Por el contrario, los teólogos islámicos siguen, por lo general, negando la realidad de la evolución. De hecho, en las universidades islámicas no se enseña esa teoría y los que la difundan se arriesgan a ser castigados. Antaño a la vanguardia de las ciencias, hogaño los islámicos se han rezagado por anteponer el fanatismo religioso a los avances de las ciencias. Albergo la secreta esperanza de que Oreja no se haya convertido al islam.

Por lo demás, la teoría de la evolución no tiene nada que ver con el aborto.

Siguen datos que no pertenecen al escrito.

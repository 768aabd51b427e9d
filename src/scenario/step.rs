//! Scenario steps and transcript captures

use std::collections::HashMap;
use std::path::PathBuf;

use regex::Regex;
use serde::Deserialize;

use crate::error::{HarnessError, Result};
use crate::types::{PromptRule, RunRequest, StepName};

use super::context::ScenarioContext;

// ============================================================================
// Capture
// ============================================================================

/// Pulls a value out of a step's transcript into the context
///
/// The first transcript line matching `pattern` supplies the value: capture
/// group 1 if the pattern has one, otherwise the whole match.
#[derive(Debug, Clone, Deserialize)]
#[serde(try_from = "RawCapture")]
pub struct Capture {
    name: String,
    pattern: Regex,
}

impl Capture {
    /// Create a capture storing into `name`
    ///
    /// # Errors
    /// Returns error if `pattern` is not a valid regex
    pub fn new(name: impl Into<String>, pattern: &str) -> Result<Self> {
        Ok(Self {
            name: name.into(),
            pattern: Regex::new(pattern)?,
        })
    }

    /// Context key the value is stored under
    #[must_use]
    pub fn name(&self) -> &str {
        &self.name
    }

    /// Value from the first matching line, if any
    #[must_use]
    pub fn apply(&self, lines: &[String]) -> Option<String> {
        lines.iter().find_map(|line| {
            let caps = self.pattern.captures(line)?;
            caps.get(1)
                .or_else(|| caps.get(0))
                .map(|m| m.as_str().to_string())
        })
    }
}

#[derive(Deserialize)]
#[serde(deny_unknown_fields)]
struct RawCapture {
    name: String,
    pattern: String,
}

impl TryFrom<RawCapture> for Capture {
    type Error = HarnessError;

    fn try_from(raw: RawCapture) -> Result<Self> {
        Self::new(raw.name, &raw.pattern)
    }
}

// ============================================================================
// Scenario Step
// ============================================================================

/// One run inside a scenario
#[derive(Debug, Clone, Deserialize)]
#[serde(deny_unknown_fields)]
pub struct ScenarioStep {
    /// Step name, used in reports and errors
    pub name: StepName,
    /// Program and arguments; may contain `{{placeholders}}`
    pub argv: Vec<String>,
    /// Prompt rules; responses may contain `{{placeholders}}`
    #[serde(default)]
    pub rules: Vec<PromptRule>,
    /// Extra environment; values may contain `{{placeholders}}`
    #[serde(default)]
    pub env: HashMap<String, String>,
    /// Working directory
    #[serde(default)]
    pub cwd: Option<PathBuf>,
    /// Values to extract from the transcript after the run
    #[serde(default)]
    pub captures: Vec<Capture>,
    /// Exit code the step must produce for the scenario to continue (default 0)
    #[serde(default)]
    pub expect_exit: Option<i32>,
}

impl ScenarioStep {
    /// Create a step with no rules or captures
    pub fn new<I, S>(name: impl Into<StepName>, argv: I) -> Self
    where
        I: IntoIterator<Item = S>,
        S: Into<String>,
    {
        Self {
            name: name.into(),
            argv: argv.into_iter().map(Into::into).collect(),
            rules: Vec::new(),
            env: HashMap::new(),
            cwd: None,
            captures: Vec::new(),
            expect_exit: None,
        }
    }

    /// Add a prompt rule
    #[must_use]
    pub fn rule(mut self, rule: PromptRule) -> Self {
        self.rules.push(rule);
        self
    }

    /// Add a capture
    #[must_use]
    pub fn capture(mut self, capture: Capture) -> Self {
        self.captures.push(capture);
        self
    }

    /// Set an environment variable
    #[must_use]
    pub fn env(mut self, key: impl Into<String>, value: impl Into<String>) -> Self {
        self.env.insert(key.into(), value.into());
        self
    }

    /// Set the expected exit code
    #[must_use]
    pub const fn expect_exit(mut self, code: i32) -> Self {
        self.expect_exit = Some(code);
        self
    }

    /// Exit code this step must produce
    #[must_use]
    pub fn expected_exit(&self) -> i32 {
        self.expect_exit.unwrap_or(0)
    }

    /// Build the concrete request for this step from `ctx`
    ///
    /// # Errors
    /// Returns [`HarnessError::Scenario`] if a placeholder has no value
    pub fn to_request(&self, ctx: &ScenarioContext) -> Result<RunRequest> {
        let argv = self
            .argv
            .iter()
            .map(|arg| ctx.expand(arg))
            .collect::<Result<Vec<_>>>()?;

        let rules = self
            .rules
            .iter()
            .map(|rule| rule.try_map_response(|line| ctx.expand(line)))
            .collect::<Result<Vec<_>>>()?;

        let env = self
            .env
            .iter()
            .map(|(k, v)| Ok((k.clone(), ctx.expand(v)?)))
            .collect::<Result<HashMap<_, _>>>()?;

        Ok(RunRequest {
            argv,
            rules,
            cwd: self.cwd.clone(),
            env,
        })
    }
}

#[cfg(test)]
mod tests {
    use super::*;

    #[test]
    fn capture_prefers_first_group() {
        let capture = Capture::new("uuid", r"Application UUID:\s+(\S+)").unwrap();
        let lines = vec![
            "Listing applications".to_string(),
            "Application UUID: a47ac10b-58cc".to_string(),
            "Application UUID: ffffffff".to_string(),
        ];
        assert_eq!(capture.apply(&lines).as_deref(), Some("a47ac10b-58cc"));
    }

    #[test]
    fn capture_without_group_takes_whole_match() {
        let capture = Capture::new("id", r"\d+-[a-f0-9]+").unwrap();
        let lines = vec!["env 24-a47ac10b ready".to_string()];
        assert_eq!(capture.apply(&lines).as_deref(), Some("24-a47ac10b"));
    }

    #[test]
    fn to_request_expands_argv_env_and_responses() {
        let step = ScenarioStep::new("link", ["acli", "app:link", "{{app}}"])
            .rule(PromptRule::contains("Choose", ["{{choice}}"]))
            .env("ACLI_KEY", "{{key}}");
        let ctx = ScenarioContext::new()
            .with("app", "a47")
            .with("choice", "3")
            .with("key", "k1");

        let request = step.to_request(&ctx).unwrap();
        assert_eq!(request.argv, ["acli", "app:link", "a47"]);
        assert_eq!(request.rules[0].response(), ["3"]);
        assert_eq!(request.env.get("ACLI_KEY").map(String::as_str), Some("k1"));
    }

    #[test]
    fn to_request_fails_on_missing_value() {
        let step = ScenarioStep::new("link", ["acli", "{{app}}"]);
        assert!(step.to_request(&ScenarioContext::new()).is_err());
    }

    #[test]
    fn deserializes_with_defaults() {
        let step: ScenarioStep = serde_json::from_str(
            r#"{"name": "whoami", "argv": ["id", "-u"],
                "captures": [{"name": "uid", "pattern": "^(\\d+)$"}]}"#,
        )
        .unwrap();
        assert_eq!(step.name.as_str(), "whoami");
        assert_eq!(step.expected_exit(), 0);
        assert_eq!(step.captures[0].name(), "uid");
        assert!(step.rules.is_empty());
    }
}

Como genetista puedo asegurar que, con evolución o sin evolución, el embrión es una fase del ciclo vital humano. En consecuencia, tampoco llevaban razón las dos activistas que, semidesnudas, interrumpieron los debates. Ni el aborto es sagrado, como ellas decían, sino justamente lo más opuesto a lo sacro que quepa concebir, ni el embrión forma parte del cuerpo de la mujer. Se trata de un organismo genéticamente distinto al de la mujer que lo alberga. Dicho por directo: abortar es privar de vida a una fase temprana de la vida de una persona distinta de su madre. Que las leyes lo autoricen no lo santifica. También autorizaban la esclavitud hasta mediados del siglo XIX y hoy no nos parece aceptable. La tesis "nuestro cuerpo, nuestra elección" falla por su base: al abortar no se amputa el cuerpo de ninguna mujer, sino que se elimina el de su hijo potencial. Así son las cosas, les gusten o no, a Oreja, a los islámicos y a los miembros de Femen. Ninguno de ellos lleva razón: unos por negar la evolución; los otros por obviar la naturaleza humana de los embriones. Si no lo digo, reviento.